La décision du gouvernement interdisant les tontines illégales dont « adogbè » est utile à plusieurs égards. Elle permet d’anticiper sur des réalités connues dans un passé récent et qui ont laissé sur le carreau plusieurs victimes inconsolables.
En larmes, l’image de cette vieille dame qui a circulé sur les réseaux sociaux, début janvier dernier, fait froid dans le dos. Elle venait de perdre dans une tontine « adogbè », une bonne partie de ses économies sur laquelle elle comptait pour passer de bonnes fêtes de fin d’année. Ainsi, les victimes anonymes de cette forme de tontine qui consiste à verser des cotisations périodiques pour recevoir en retour des biens en nature vers la fin du mois de décembre sont nombreuses.
En interdisant la pratique du « adogbè » et de toutes autres formes de tontines ne respectant pas la règlementation en vigueur, le gouvernement ne fait que renvoyer les concernés au respect de la loi 2012 – 14 du 21 mars 2012 portant règlementation des systèmes financiers décentralisés en République du Bénin. Cette loi, en son article 7, précise que « les systèmes financiers décentralisés doivent, préalablement à l’exercice de leur activité, être agréés par le ministère ». Au cours d’une rencontre qu’ils ont eue avec certains responsables de l’Agence nationale de surveillance des systèmes financiers décentralisés (Anssfd), des gestionnaires de tontines « adogbè» ont compris qu’ils évoluaient en marge de la législation. Ils ont surtout saisi qu’ils devraient se constituer en système financier décentralisé avant de poursuivre les activités. « Ce que nous venons d’écouter à l’Anssfd nous a vraiment surpris.

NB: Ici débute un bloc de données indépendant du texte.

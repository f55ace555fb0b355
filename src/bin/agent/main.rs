mod brain;
mod face;
mod hands;

use std::path::PathBuf;
use std::sync::Arc;

use anyhow::{Result, anyhow};
use clap::Parser;
use dotenvy::dotenv;
use pagepilot::skills::SkillMemory;
use pagepilot::{Copilot, EngineConfig, EngineEvent, JsonFileStore, VisitMemory};
use tracing::info;
use tracing_subscriber::EnvFilter;

/// Drive a Chrome tab from natural-language requests.
#[derive(Parser, Debug)]
#[command(name = "agent", version)]
struct Args {
    /// First port to try for the web UI; the next nine are tried too.
    #[arg(long, default_value_t = 3000)]
    port: u16,

    /// Where skills, visits and the browser profile are kept.
    #[arg(long)]
    data_dir: Option<PathBuf>,

    /// Attach to a Chrome already listening on port 9222.
    #[arg(long)]
    attach: bool,

    #[arg(long)]
    headless: bool,
}

#[tokio::main]
async fn main() -> Result<()> {
    dotenv().ok();
    tracing_subscriber::fmt()
        .with_env_filter(
            EnvFilter::try_from_default_env()
                .unwrap_or_else(|_| EnvFilter::new("pagepilot=info,agent=info")),
        )
        .init();

    let args = Args::parse();
    let mut config = EngineConfig::from_env();
    if let Some(dir) = args.data_dir {
        config.data_dir = dir;
    }
    info!(data_dir = %config.data_dir.display(), "starting agent");

    // Launch the browser in a blocking task (it can take a while)
    let options = hands::HostOptions {
        attach: args.attach,
        headless: args.headless,
        profile_dir: config.data_dir.join("profile"),
    };
    let host = tokio::task::spawn_blocking(move || hands::ChromeHost::launch(&options))
        .await
        .map_err(|e| anyhow!("Browser launch panicked: {}", e))??;

    let oracle = brain::OpenAiOracle::from_env()?;
    info!(model = oracle.model(), "oracle ready");

    let skills = SkillMemory::open(
        Arc::new(JsonFileStore::new(config.skills_path(), "skills")),
        config.skills,
    )
    .await?;
    let visits = VisitMemory::open(Arc::new(JsonFileStore::new(config.visits_path(), "visits"))).await?;
    info!(skills = skills.len().await, "memory loaded");

    let copilot = Arc::new(Copilot::new(
        Arc::new(host),
        Arc::new(oracle),
        Arc::new(skills),
        Arc::new(visits),
        config,
    ));

    let mut events = copilot.subscribe();
    let port = face::start_server(copilot.clone(), args.port).await?;
    info!("Waiting for commands at http://localhost:{}", port);

    // Mirror engine progress into the log until the process is stopped.
    loop {
        tokio::select! {
            _ = tokio::signal::ctrl_c() => {
                info!("shutting down");
                copilot.stop();
                break;
            }
            event = events.recv() => match event {
                Ok(EngineEvent::Message { text }) => info!(%text, "message"),
                Ok(EngineEvent::Step { number, description }) => info!(number, %description, "step"),
                Ok(EngineEvent::StepError { message }) => info!(%message, "step error"),
                Ok(_) => {}
                Err(tokio::sync::broadcast::error::RecvError::Lagged(_)) => {}
                Err(tokio::sync::broadcast::error::RecvError::Closed) => break,
            },
        }
    }

    Ok(())
}
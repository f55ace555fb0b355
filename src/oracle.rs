//! The LLM text service, seen as an opaque oracle.
//!
//! Every endpoint returns raw text; [`crate::reply`] turns it into typed
//! values. Implementations decide prompts, models and transport.

use async_trait::async_trait;
use serde::Serialize;

use crate::error::OracleError;
use crate::skills::SkillEntry;
use crate::types::{PageSchema, PageState};

/// Input of the completion check.
#[derive(Debug, Clone, Serialize)]
#[serde(rename_all = "camelCase")]
pub struct CompletionQuery {
    pub goal: String,
    pub request: String,
    pub page: PageState,
    pub plan_steps: Vec<String>,
    pub success_criteria: Vec<String>,
    pub last_action_summary: Option<String>,
}

/// Input of the browsing planner.
#[derive(Debug, Clone, Serialize)]
#[serde(rename_all = "camelCase")]
pub struct PageContext {
    pub goal: String,
    pub step_index: usize,
    pub outline_step: Option<String>,
    pub plan_steps: Vec<String>,
    pub last_action_summary: Option<String>,
    pub url: String,
    pub title: String,
    pub schema: Option<PageSchema>,
    /// Site-visit memory; withheld once the goal plan has structured steps.
    pub visit_memory: Option<String>,
}

/// Input of the free-form answer endpoint.
#[derive(Debug, Clone, Serialize)]
#[serde(rename_all = "camelCase")]
pub struct AnswerContext {
    pub page_content: String,
    pub schema: Option<PageSchema>,
    pub snapshot: Option<String>,
    pub context_notes: Option<String>,
}

#[async_trait]
pub trait Oracle: Send + Sync {
    /// Decompose a request into a goal, step outline and success criteria.
    async fn plan_goal(&self, request: &str) -> Result<String, OracleError>;

    async fn check_goal_completion(&self, query: &CompletionQuery) -> Result<String, OracleError>;

    async fn plan_browsing_action(
        &self,
        request: &str,
        context: &PageContext,
    ) -> Result<String, OracleError>;

    async fn plan_page_actions(
        &self,
        request: &str,
        schema: &PageSchema,
    ) -> Result<String, OracleError>;

    /// Generalise a saved skill into a reusable procedure.
    async fn refine_skill(&self, entry: &SkillEntry) -> Result<String, OracleError>;

    async fn answer(&self, request: &str, context: &AnswerContext) -> Result<String, OracleError>;
}
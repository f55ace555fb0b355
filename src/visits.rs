//! Per-domain visit memory, handed to the browsing planner as context.

use std::sync::Arc;

use chrono::{DateTime, Utc};
use serde::{Deserialize, Serialize};
use tokio::sync::Mutex;
use tracing::{debug, warn};

use crate::error::StoreError;
use crate::resolve::{domain_of, is_relevant};
use crate::store::RecordStore;

pub const MAX_VISIT_DOMAINS: usize = 200;

#[derive(Debug, Clone, PartialEq, Serialize, Deserialize)]
#[serde(rename_all = "camelCase")]
pub struct VisitRecord {
    pub domain: String,
    /// Most recent URL seen on this domain.
    pub url: String,
    pub title: String,
    pub visits: u64,
    pub first_visited_at: DateTime<Utc>,
    pub last_visited_at: DateTime<Utc>,
}

pub struct VisitMemory {
    store: Arc<dyn RecordStore<VisitRecord>>,
    records: Mutex<Vec<VisitRecord>>,
    max_domains: usize,
}

impl VisitMemory {
    pub async fn open(store: Arc<dyn RecordStore<VisitRecord>>) -> Result<Self, StoreError> {
        let records = store.load_all().await?;
        debug!(domains = records.len(), "visit memory loaded");
        Ok(Self {
            store,
            records: Mutex::new(records),
            max_domains: MAX_VISIT_DOMAINS,
        })
    }

    pub fn with_capacity(mut self, max_domains: usize) -> Self {
        self.max_domains = max_domains.max(1);
        self
    }

    pub async fn list(&self) -> Vec<VisitRecord> {
        self.records.lock().await.clone()
    }

    /// Count a visit to `url`. Non-http(s) URLs are ignored.
    pub async fn record(&self, url: &str, title: &str) -> Result<Option<VisitRecord>, StoreError> {
        let Some(domain) = domain_of(url) else {
            return Ok(None);
        };
        let now = Utc::now();
        let mut records = self.records.lock().await;
        let record = match records.iter_mut().find(|r| r.domain == domain) {
            Some(existing) => {
                existing.visits += 1;
                existing.url = url.to_string();
                if !title.trim().is_empty() {
                    existing.title = title.trim().to_string();
                }
                if now > existing.last_visited_at {
                    existing.last_visited_at = now;
                }
                existing.clone()
            }
            None => {
                let record = VisitRecord {
                    domain,
                    url: url.to_string(),
                    title: title.trim().to_string(),
                    visits: 1,
                    first_visited_at: now,
                    last_visited_at: now,
                };
                records.push(record.clone());
                if records.len() > self.max_domains {
                    records.sort_by(|a, b| b.last_visited_at.cmp(&a.last_visited_at));
                    records.truncate(self.max_domains);
                }
                record
            }
        };
        if let Err(err) = self.store.replace_all(&records).await {
            warn!(error = %err, "failed to persist visits");
            return Err(err);
        }
        Ok(Some(record))
    }

    /// A few lines about previously visited sites, goal-relevant domains first.
    pub async fn context_for(&self, goal: &str, limit: usize) -> Option<String> {
        let records = self.records.lock().await;
        let mut ranked: Vec<(bool, &VisitRecord)> = records
            .iter()
            .map(|record| (is_relevant(goal, &record.url, &record.title), record))
            .collect();
        ranked.sort_by(|(a_rel, a), (b_rel, b)| {
            b_rel
                .cmp(a_rel)
                .then(b.visits.cmp(&a.visits))
                .then(b.last_visited_at.cmp(&a.last_visited_at))
        });
        let lines: Vec<String> = ranked
            .into_iter()
            .take(limit)
            .map(|(_, record)| {
                let title = if record.title.is_empty() { "untitled" } else { &record.title };
                format!("- {} ({} visits): {} <{}>", record.domain, record.visits, title, record.url)
            })
            .collect();
        (!lines.is_empty()).then(|| format!("Previously visited sites:\n{}", lines.join("\n")))
    }
}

Il revient à chacun de nous de prendre la décision qui lui convient », rapporte A.M, responsable d’une tontine «adogbè» depuis plus de 15 ans dans le 7e arrondissement de Cotonou. «Nous avons reçu un document, en l’occurrence l’instruction 005 – 06 – 2010 déterminant les éléments constitutifs du dossier de demande d’agrément de systèmes financiers décentralisés dans les Etats de l’Union monétaire ouest-africaine. C’est une affaire d’argent et de temps», précise-t-il.
Selon la loi, la création d’un système financier décentralisé passe par plusieurs étapes. D’abord, un dossier est adressé à la structure du ministère des Finances qui en a les compétences. Au Bénin, c’est l’Anssfd qui s’en charge. «Après réception du dossier, la structure ministérielle de suivi dispose de trois mois pour l’instruire et le transmettre à la banque centrale avec ses observations et sa proposition de suite à donner à la demande d’agrément. La banque centrale dispose d’un délai de deux mois pour examiner le dossier et communiquer son avis à la structure ministérielle de suivi », stipulent deux alinéas de l’article 8. La banque centrale pourrait solliciter un complément de dossier afin de donner son quitus. Il revient au ministre de délivrer l’agrément à travers un arrêté. Mais si six mois après le dépôt du dossier, le postulant n’obtient aucune suite, il en déduit le rejet de sa demande.
Ce sont ces étapes que les tenanciers de tontines « adogbè » sont invités à suivre. C’est le seul moyen d’éviter une hécatombe.